Soichiro Honda had to wait another 16 years before his company took the crown, and then with a two-stroke, an engine for which the old man had only disdain. During GP racing’s two-stroke era a couple of Britons got the chance on factory Hondas – Niall Mackenzie and Ron Haslam – but neither got any further than the podium’s lower steps.
Next season, the 14th since MotoGP went four-stroke, two Brits have the chance to do what Hailwood did almost half a century ago. Cal Crutchlow and Scott Redding will ride factory-specification Honda RC213V machines, which should be 99 per cent as fast as the official Repsol Honda RC213V, as ridden by reigning champ Marc Márquez.
You’ll struggle to find anyone in the paddock who doesn’t consider the RC213V to be the best bike. It has won 23 of 36 races over the past two years, but that stat doesn’t tell the full tale. All but four of those victories were achieved by double title winner Márquez, and in 2014 his team-mate Dani Pedrosa slipped to fourth, behind two Yamahas.
So, is the Honda really that good? The answer, of course, is that it depends who’s riding it. Technique is everything in bike racing – the supreme example of which is the success Casey Stoner enjoyed on Ducati’s Desmosedici (23 race wins and one world title) against Valentino Rossi’s form on the same machine (a big fat zero). Whatever Stoner was doing, Rossi couldn’t and neither could anyone else.
The RC213V likes to be over-ridden and that’s what Márquez does. He wrings the bike’s neck and lets it growl and shake beneath him, while he stands on the footrests, twisting and flexing his body to stay a millisecond ahead of disaster (though not all of the time).
So this is what Crutchlow and Redding need to do. Both are confident they can ride that way and certainly there’s a touch of wildness to their techniques. “The Honda is an aggressive bike and likes to be ridden aggressively,” says Crutchlow who had a miserable 2014 at Ducati after three promising years with Yamaha. “If you look at Marc he rides the bike like an animal and that’s good for my style.
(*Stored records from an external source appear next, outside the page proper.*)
//! # npkserver - Serveur web haut niveau basé sur Axum
//!
//! Cette crate fournit une abstraction simple pour créer le serveur HTTP
//! local de NextPeek avec Axum, en cachant la configuration et le routage.
//!
//! ## Fonctionnalités
//!
//! - 🚀 **Routes JSON simples** : Ajoutez des endpoints API avec `add_route()`
//! - 🎯 **Handlers personnalisés** : Support SSE, état partagé, etc.
//! - 📡 **Server-Sent Events (SSE)** : Logs en temps réel via `/log-sse`
//! - 🔓 **CORS permissif** : Le script bridge tourne dans un autre runtime
//! - 📚 **Documentation API** : OpenAPI/Swagger automatique
//! - ⚡ **Arrêt gracieux** : Gestion propre de Ctrl+C
//!
//! ## Exemple d'utilisation
//!
//! ```rust,no_run
//! use npkserver::ServerBuilder;
//!
//! #[tokio::main]
//! async fn main() {
//!     let mut server = ServerBuilder::new_configured().build();
//!     server.init_logging().await;
//!
//!     server.add_route("/info", || async {
//!         serde_json::json!({"status": "ok"})
//!     }).await;
//!
//!     server.start().await;
//!     server.wait().await;
//! }
//! ```

pub mod logs;
pub mod server;

pub use logs::{LogState, SseLayer, log_dump, log_sse};
pub use server::{Server, ServerBuilder, ServerInfo};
You can push the Honda a lot more, so you can get away with a small mistake and still make the corner.”
Redding’s technique is more visibly like Márquez’s – he hangs off the bike so far that he scrapes an elbow at every corner and is comfortable with the bike getting out of shape. The youngster spent 2011 and 2012 fighting with Márquez in Moto2, the intermediate class that is transforming riding technique away from the super-smooth style that only recently dominated MotoGP. Moto2, with its control engines and control everything, teaches riders to wrestle their machines to squeeze out that final thousandth of a second. No wonder Redding is relishing his first season on a factory MotoGP bike.
Last year the former 125cc and Moto2 winner contested his rookie MotoGP season aboard a cheaper, slower production Honda RCV1000R and served notice of his talent by beating far more experienced riders on the same bike.
“The RC213V is very different to what I rode in 2014, so the riding style is a lot different,” says Redding. “She gets a bit loose and with more set-up time I’ll be able to get the bike sliding to help get it turned on corner entry.
“You can really feel the horsepower difference. First time out during testing at Valencia, I changed into fifth and was just getting tucked in when the bike nearly came out from underneath me. It has jaws.”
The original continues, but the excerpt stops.